*** DATA ***

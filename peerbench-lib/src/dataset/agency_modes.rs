use super::{AgencyId, ModeCode};
use crate::metrics::OperatingTotals;
use std::collections::{BTreeSet, HashMap};

/// Log target for the dataset
const LOG_TARGET: &str = "dataset";

/// One agency's latest-year totals for a single mode.
#[derive(Debug, Clone, PartialEq)]
pub struct AgencyModeRecord {
    pub id: AgencyId,
    pub mode: ModeCode,
    pub name: String,
    pub ridership: f64,
    pub operating_expenses: f64,
    pub fare_revenue: f64,
    pub vehicle_revenue_hours: f64,

    /// Vehicles operated in maximum service in this mode.
    pub vehicles_operated: Option<f64>,
}

impl AgencyModeRecord {
    #[must_use]
    pub fn new(id: AgencyId, mode: impl Into<ModeCode>) -> Self {
        Self {
            id,
            mode: mode.into(),
            name: String::new(),
            ridership: 0.0,
            operating_expenses: 0.0,
            fare_revenue: 0.0,
            vehicle_revenue_hours: 0.0,
            vehicles_operated: None,
        }
    }
}

impl OperatingTotals for AgencyModeRecord {
    fn ridership(&self) -> f64 {
        self.ridership
    }

    fn operating_expenses(&self) -> f64 {
        self.operating_expenses
    }

    fn fare_revenue(&self) -> f64 {
        self.fare_revenue
    }

    fn vehicle_revenue_hours(&self) -> f64 {
        self.vehicle_revenue_hours
    }
}

/// Latest-year per-mode breakdown, grouped by agency and sorted by mode code.
#[derive(Debug, Clone, Default)]
pub struct AgencyModes {
    by_agency: HashMap<AgencyId, Vec<AgencyModeRecord>>,
}

impl AgencyModes {
    /// Group records by agency. When an (agency, mode) pair repeats, the first record wins.
    #[must_use]
    pub fn new(records: impl IntoIterator<Item = AgencyModeRecord>) -> Self {
        let mut by_agency: HashMap<AgencyId, Vec<AgencyModeRecord>> = HashMap::new();

        for record in records {
            let entries = by_agency.entry(record.id).or_default();
            if entries.iter().any(|existing| existing.mode == record.mode) {
                log::warn!(target: LOG_TARGET, "Ignoring duplicate {} mode record for agency {}", record.mode, record.id);
                continue;
            }

            entries.push(record);
        }

        for entries in by_agency.values_mut() {
            entries.sort_by(|a, b| a.mode.cmp(&b.mode));
        }

        Self { by_agency }
    }

    /// One agency's modes in code order; empty when the agency has no breakdown.
    #[must_use]
    pub fn for_agency(&self, id: AgencyId) -> &[AgencyModeRecord] {
        self.by_agency.get(&id).map_or(&[], Vec::as_slice)
    }

    #[must_use]
    pub fn record(&self, id: AgencyId, mode: &ModeCode) -> Option<&AgencyModeRecord> {
        self.for_agency(id).iter().find(|record| &record.mode == mode)
    }

    /// Every mode reported by any of `ids`, sorted by code.
    pub fn modes_of(&self, ids: impl IntoIterator<Item = AgencyId>) -> Vec<ModeCode> {
        ids.into_iter()
            .flat_map(|id| self.for_agency(id).iter().map(|record| record.mode.clone()))
            .collect::<BTreeSet<_>>()
            .into_iter()
            .collect()
    }

    #[must_use]
    pub fn agency_count(&self) -> usize {
        self.by_agency.len()
    }

    #[must_use]
    pub fn is_empty(&self) -> bool {
        self.by_agency.is_empty()
    }
}
use super::ratio;

/// Totals reported for an agency, one of its modes, or a national aggregate, and the ratios derived from them.
///
/// Every ratio is `None` when its denominator is zero or absent.
pub trait OperatingTotals {
    /// Unlinked passenger trips.
    fn ridership(&self) -> f64;
    fn operating_expenses(&self) -> f64;
    fn fare_revenue(&self) -> f64;
    fn vehicle_revenue_hours(&self) -> f64;

    /// Not every breakdown reports revenue miles.
    fn vehicle_revenue_miles(&self) -> Option<f64> {
        None
    }

    /// Urbanized area population, for records tied to one agency.
    fn population(&self) -> Option<f64> {
        None
    }

    fn cost_per_trip(&self) -> Option<f64> {
        ratio(self.operating_expenses(), self.ridership())
    }

    fn fare_per_trip(&self) -> Option<f64> {
        ratio(self.fare_revenue(), self.ridership())
    }

    /// Share of operating expenses recovered through fares.
    fn farebox_recovery(&self) -> Option<f64> {
        ratio(self.fare_revenue(), self.operating_expenses())
    }

    fn trips_per_hour(&self) -> Option<f64> {
        ratio(self.ridership(), self.vehicle_revenue_hours())
    }

    fn rides_per_capita(&self) -> Option<f64> {
        self.population().and_then(|population| ratio(self.ridership(), population))
    }
}
use clap::ValueEnum;
use serde::{Deserialize, Serialize};
use strum::Display;

/// How candidates with equal similarity distance are ordered.
#[derive(Debug, Clone, Copy, Default, PartialEq, Eq, Hash, Serialize, Deserialize, Display, ValueEnum)]
#[serde(rename_all = "snake_case")]
#[strum(serialize_all = "snake_case")]
pub enum TieBreak {
    /// Keep the order candidates had in the universe.
    #[default]
    InputOrder,

    /// Order by ascending agency identifier.
    Identifier,
}
#![allow(clippy::unwrap_used, clippy::panic, missing_debug_implementations, unreachable_pub)]
mod common;

use common::TestApp;
use futures::future::join_all;
use reqwest::StatusCode;

/// A concurrent drain against one target, each request from a distinct requester and IP
/// so only the target axis is under pressure. The Redis `INCR`+`EXPIRE` script must
/// serialize these increments correctly: exactly `target_per_min` requests may succeed,
/// not more and not fewer, regardless of how many race to the counter at once.
#[tokio::test]
async fn test_concurrent_drain_trips_target_axis_exactly_at_the_configured_limit() {
    let mut config = common::get_test_config();
    config.rate_limit.requester_per_min = 10_000;
    config.rate_limit.target_per_min = 10;
    config.rate_limit.ip_per_min = 10_000;
    let app = TestApp::spawn_with_config(config).await;

    let target = app.new_user();
    app.provision_p256_user(&target, 30).await;

    let mut tasks = Vec::new();
    for i in 0..30 {
        let client = app.client.clone();
        let server_url = app.server_url.clone();
        let requester = app.new_user();
        let target_id = target.user_id;
        tasks.push(tokio::spawn(async move {
            client
                .get(format!("{server_url}/bundles/{target_id}"))
                .header("Authorization", format!("Bearer {}", requester.token))
                .header("X-Forwarded-For", format!("70.0.{}.{}", i / 256, i % 256))
                .send()
                .await
                .unwrap()
                .status()
        }));
    }

    let statuses: Vec<StatusCode> = join_all(tasks).await.into_iter().map(Result::unwrap).collect();
    let ok_count = statuses.iter().filter(|s| **s == StatusCode::OK).count();
    let limited_count = statuses.iter().filter(|s| **s == StatusCode::TOO_MANY_REQUESTS).count();

    assert_eq!(ok_count, 10, "exactly target_per_min requests should succeed under a concurrent drain");
    assert_eq!(limited_count, 20);
}

/// Claims racing against the same target's one-time prekey pool must never double-issue
/// the same prekey to two concurrent requesters: `FOR UPDATE SKIP LOCKED` guarantees each
/// claim sees a distinct row.
#[tokio::test]
async fn test_concurrent_bundle_claims_never_double_issue_a_one_time_prekey() {
    let mut config = common::get_test_config();
    config.rate_limit.requester_per_min = 10_000;
    config.rate_limit.target_per_min = 10_000;
    config.rate_limit.ip_per_min = 10_000;
    let app = TestApp::spawn_with_config(config).await;

    let target = app.new_user();
    app.provision_p256_user(&target, 10).await;

    let mut tasks = Vec::new();
    for i in 0..10 {
        let client = app.client.clone();
        let server_url = app.server_url.clone();
        let requester = app.new_user();
        let target_id = target.user_id;
        tasks.push(tokio::spawn(async move {
            client
                .get(format!("{server_url}/bundles/{target_id}"))
                .header("Authorization", format!("Bearer {}", requester.token))
                .header("X-Forwarded-For", format!("80.0.{i}.1"))
                .send()
                .await
                .unwrap()
                .json::<serde_json::Value>()
                .await
                .unwrap()
        }));
    }

    let bundles: Vec<serde_json::Value> = join_all(tasks).await.into_iter().map(Result::unwrap).collect();
    let mut claimed_key_ids: Vec<i64> = bundles
        .iter()
        .filter_map(|b| b["oneTimePreKey"]["keyId"].as_i64())
        .collect();
    claimed_key_ids.sort_unstable();
    let before_dedup = claimed_key_ids.len();
    claimed_key_ids.dedup();
    assert_eq!(claimed_key_ids.len(), before_dedup, "no one-time prekey should be claimed twice");
    assert_eq!(before_dedup, 10, "all ten concurrent requesters should have received a distinct prekey");
}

***

_WHAT THIS TASK INVOLVES_.
In the answer, give the lines from the first line of the data through the line with "let entries = by_agency.entry(record.id).or_default();", exactly as they appear and with no additions.

_ANSWER TO THE EXERCISE_.
filename peerbench-lib/src/dataset/agency_modes.rs
use super::{AgencyId, ModeCode};
use crate::metrics::OperatingTotals;
use std::collections::{BTreeSet, HashMap};

/// Log target for the dataset
const LOG_TARGET: &str = "dataset";

/// One agency's latest-year totals for a single mode.
#[derive(Debug, Clone, PartialEq)]
pub struct AgencyModeRecord {
    pub id: AgencyId,
    pub mode: ModeCode,
    pub name: String,
    pub ridership: f64,
    pub operating_expenses: f64,
    pub fare_revenue: f64,
    pub vehicle_revenue_hours: f64,

    /// Vehicles operated in maximum service in this mode.
    pub vehicles_operated: Option<f64>,
}

impl AgencyModeRecord {
    #[must_use]
    pub fn new(id: AgencyId, mode: impl Into<ModeCode>) -> Self {
        Self {
            id,
            mode: mode.into(),
            name: String::new(),
            ridership: 0.0,
            operating_expenses: 0.0,
            fare_revenue: 0.0,
            vehicle_revenue_hours: 0.0,
            vehicles_operated: None,
        }
    }
}

impl OperatingTotals for AgencyModeRecord {
    fn ridership(&self) -> f64 {
        self.ridership
    }

    fn operating_expenses(&self) -> f64 {
        self.operating_expenses
    }

    fn fare_revenue(&self) -> f64 {
        self.fare_revenue
    }

    fn vehicle_revenue_hours(&self) -> f64 {
        self.vehicle_revenue_hours
    }
}

/// Latest-year per-mode breakdown, grouped by agency and sorted by mode code.
#[derive(Debug, Clone, Default)]
pub struct AgencyModes {
    by_agency: HashMap<AgencyId, Vec<AgencyModeRecord>>,
}

impl AgencyModes {
    /// Group records by agency. When an (agency, mode) pair repeats, the first record wins.
    #[must_use]
    pub fn new(records: impl IntoIterator<Item = AgencyModeRecord>) -> Self {
        let mut by_agency: HashMap<AgencyId, Vec<AgencyModeRecord>> = HashMap::new();

        for record in records {
            let entries = by_agency.entry(record.id).or_default();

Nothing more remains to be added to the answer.